Your goal:
Gather each line in the entries that includes the string "safe".
[[ Information, beginning ]]
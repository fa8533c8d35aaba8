// ============================================================================
// Shared Calculator
// Thread-safe handle over a single calculator and its history
// ============================================================================

use super::{Calculator, CalculatorConfig, Operation};
use crate::numeric::{CalcResult, Number};
use parking_lot::Mutex;
use std::sync::Arc;

/// Cloneable, thread-safe handle to one [`Calculator`].
///
/// Every call holds the lock for the whole compute-and-append step, so an
/// entry always lands next to the result that produced it.
#[derive(Debug, Clone, Default)]
pub struct SharedCalculator {
    inner: Arc<Mutex<Calculator>>,
}

impl SharedCalculator {
    pub fn new() -> Self {
        Self::default()
    }

    pub fn with_config(config: CalculatorConfig) -> Self {
        Self::from(Calculator::with_config(config))
    }

    pub fn add(&self, a: impl Into<Number>, b: impl Into<Number>) -> Number {
        self.inner.lock().add(a, b)
    }

    pub fn subtract(&self, a: impl Into<Number>, b: impl Into<Number>) -> Number {
        self.inner.lock().subtract(a, b)
    }

    pub fn multiply(&self, a: impl Into<Number>, b: impl Into<Number>) -> Number {
        self.inner.lock().multiply(a, b)
    }

    pub fn divide(&self, a: impl Into<Number>, b: impl Into<Number>) -> CalcResult<Number> {
        self.inner.lock().divide(a, b)
    }

    pub fn power(&self, base: impl Into<Number>, exponent: impl Into<Number>) -> Number {
        self.inner.lock().power(base, exponent)
    }

    pub fn evaluate(
        &self,
        operation: Operation,
        a: impl Into<Number>,
        b: impl Into<Number>,
    ) -> CalcResult<Number> {
        self.inner.lock().evaluate(operation, a, b)
    }

    pub fn get_history(&self) -> Vec<String> {
        self.inner.lock().get_history()
    }

    pub fn history_len(&self) -> usize {
        self.inner.lock().history_len()
    }

    pub fn clear_history(&self) {
        self.inner.lock().clear_history();
    }
}

impl From<Calculator> for SharedCalculator {
    fn from(calculator: Calculator) -> Self {
        Self {
            inner: Arc::new(Mutex::new(calculator)),
        }
    }
}

#[cfg(test)]
mod tests {
    use super::*;
    use crate::numeric::CalcError;
    use std::thread;

    #[test]
    fn test_clones_share_history() {
        let calc = SharedCalculator::new();
        let other = calc.clone();

        calc.add(1, 2);
        other.multiply(3, 4);

        assert_eq!(calc.get_history(), vec!["1 + 2 = 3", "3 * 4 = 12"]);
        assert_eq!(other.history_len(), 2);

        other.clear_history();
        assert_eq!(calc.history_len(), 0);
    }

    #[test]
    fn test_failed_division_not_recorded() {
        let calc = SharedCalculator::from(Calculator::new());
        assert_eq!(calc.divide(1, 0), Err(CalcError::DivisionByZero));
        assert_eq!(calc.divide(1, 4).unwrap(), Number::from(0.25));
        assert_eq!(calc.get_history(), vec!["1 / 4 = 0.25"]);
    }

    #[test]
    fn test_concurrent_operations() {
        const THREADS: usize = 8;
        const OPS_PER_THREAD: usize = 250;

        let calc = SharedCalculator::with_config(
            CalculatorConfig::default().with_history_capacity(THREADS * OPS_PER_THREAD),
        );

        thread::scope(|scope| {
            for t in 0..THREADS {
                let calc = calc.clone();
                scope.spawn(move || {
                    for i in 0..OPS_PER_THREAD {
                        calc.add(t, i);
                        let _ = calc.divide(i, 0);
                    }
                });
            }
        });

        let history = calc.get_history();
        assert_eq!(history.len(), THREADS * OPS_PER_THREAD);
        assert!(history.iter().all(|entry| entry.contains(" + ")));
    }

    #[test]
    fn test_power_and_evaluate() {
        let calc = SharedCalculator::new();
        assert_eq!(calc.power(2, 10), Number::from(1024));
        assert_eq!(
            calc.evaluate(Operation::Subtract, 10, 4).unwrap(),
            Number::from(6)
        );
        assert_eq!(calc.history_len(), 2);
    }
}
[[ Information, end ]]
Exercise response:
// Thread-safe handle over a single calculator and its history
/// Cloneable, thread-safe handle to one [`Calculator`].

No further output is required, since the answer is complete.